All Rights Reserved.


Seven-Year-Old Girl, 1995
  Seven-Year-Old Girl, 1995
© 1995 by Bud Grossmann

SPIDER MAN

Tuesday, March 7, 1995

Dear Gramma,

      Neither of my two children is especially quick in matters of obedience. And so, last night, when seven-year-old Elizabeth began to get into her bed, and her mother, standing in the doorway of the room, snapped, “Get back here!” our little girl stayed where she was and asked, “Why?”

      In another instant, Eliz saw for herself the Why behind Frances’s command, and the kid sprang to her mother’s side. A sugar cane spider, brown-bodied and bristle-legged and wide as the palm of a person’s hand, was on the wall beside Elizabeth’s pillow. Those guys bite. I forget whether they are reputed to bite people or just what it is that they bite, but we have sometimes awakened to find nasty inflamed lumps on various parts of our bodies, and we have blamed spiders rather than mosquitoes or fleas or any of the other nocturnal trespassers here in the tropics.

      Frances and Elizabeth summoned me, our family’s Official Bug Smacker, and I obediently answered their excited call. The spider scrambled up the wall. I glanced around the room but could see no suitable smacking implement, and I thought if I went to the kitchen for a fly swatter, I might be allowing the creature time to escape. So I rushed across the hall to my bathroom and found the 70th Anniversary issue of The New Yorker Magazine—272 pages thick.

      I doubled the magazine length-wise so I could get a grip on it, and I figured 500 pages of mostly-advertising should do a lot of damage to a soft-bodied cane spider. But the book-like magazine lacked the proper aerodynamics for the job, and my first couple of swings missed the target. The spider ducked under the window curtain. Frances opened the drapes, and we saw my prey dancing along the top of the window screen where the drapery rod kept me from getting a good shot at it. Each time the spider took a few steps (quite a few, when you consider that eight legs were doing the dancing), my beloved wife muttered helpful commentary at me: “You’re letting it get away!”
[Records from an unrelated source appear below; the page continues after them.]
// Copyright (c) 2026 Graphcore Ltd. All rights reserved.

//! Build the tracker selected on the command line.

use std::error::Error;
use std::fmt;
use std::io;
use std::rc::Rc;

use regex::Regex;

use crate::Tracker;
use crate::tracker::{DevNullTracker, EntityManager, TextTracker};

/// Options of the `stdout` tracker.
pub struct TrackerConfig<'a> {
    /// Without this every event is dropped.
    pub enable: bool,

    /// Level of the entities matching `filter_regex`, or of every entity when
    /// there is no filter.
    pub level: log::Level,

    /// Only entities whose full name matches are logged at `level`, the rest
    /// only report errors. Empty for no filter.
    pub filter_regex: &'a str,
}

impl Default for TrackerConfig<'_> {
    fn default() -> Self {
        Self {
            enable: false,
            level: log::Level::Warn,
            filter_regex: "",
        }
    }
}

/// The entity filter is not a valid regular expression.
#[derive(Debug)]
pub struct BadFilterError {
    filter: String,
    source: regex::Error,
}

impl fmt::Display for BadFilterError {
    fn fmt(&self, f: &mut fmt::Formatter<'_>) -> fmt::Result {
        write!(f, "bad entity filter '{}': {}", self.filter, self.source)
    }
}

impl Error for BadFilterError {
    fn source(&self) -> Option<&(dyn Error + 'static)> {
        Some(&self.source)
    }
}

/// The [`EntityManager`] implementing `config`'s levels and filter.
pub fn build_entity_manager(config: &TrackerConfig) -> Result<EntityManager, BadFilterError> {
    if config.filter_regex.is_empty() {
        return Ok(EntityManager::new(config.level));
    }

    let filter = Regex::new(config.filter_regex).map_err(|source| BadFilterError {
        filter: config.filter_regex.to_owned(),
        source,
    })?;
    Ok(EntityManager::new(log::Level::Error).with_filter(filter, config.level))
}

/// A [`TextTracker`] on `stdout` if enabled, otherwise a [`DevNullTracker`].
pub fn setup_trackers(config: &TrackerConfig) -> Result<Tracker, BadFilterError> {
    if !config.enable {
        return Ok(Rc::new(DevNullTracker));
    }

    let entity_manager = build_entity_manager(config)?;
    let stdout = Box::new(io::BufWriter::new(io::stdout()));
    Ok(Rc::new(TextTracker::new(entity_manager, stdout)))
}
      Whack! Thump! Darn! The spider was hiding in the caning beneath a rattan chair. Whack, again! This time I connected—I could see two segments of a spider leg land on the floor, but the amputee darted from the chair and then, with no apparent sign of a limp, entered a tiny space between the bed and the wall. Fran, disgusted, said, “Elizabeth, let’s go read in the living room.” And to me she warned, “You better not let it get away.”

      Well, let’s see. What to do, what to do? Move about four million stuffed toys from Elizabeth’s headboard shelf to her dresser top. Move pillows, blankets, and the double mattress. There’s no box spring, just plywood sheets covering four drawers in the bed frame. I built this bed myself, and I know it’s heavy. I lifted off the plywood and saw that the spider could have gone anywhere. Or maybe it was still behind the headboard, where I last saw it.

      Before I tugged the bed out from the wall, I went to the kitchen to find the fly swatter and a flashlight. Dave was doing homework in the dining room. “Did you get it, Dad?” he asked.

      “No, but I have a plan. I’m going to slap the wall and shout ‘Hooray!’ and then flush the toilet. Then if Mom sees the spider again, I’ll say, ‘Huh! I guess he had a brother!’”

      I am pleased to report, today, however, that I didn’t have to resort to deceit. In a little while, I had a seven-legged corpse to present proudly to my family, and in a little while more, I had Elizabeth’s bed reassembled. The stuffed toys, though, will just have to get used to their new home on the dresser.

      I’m out of news and out of room. Bye, now.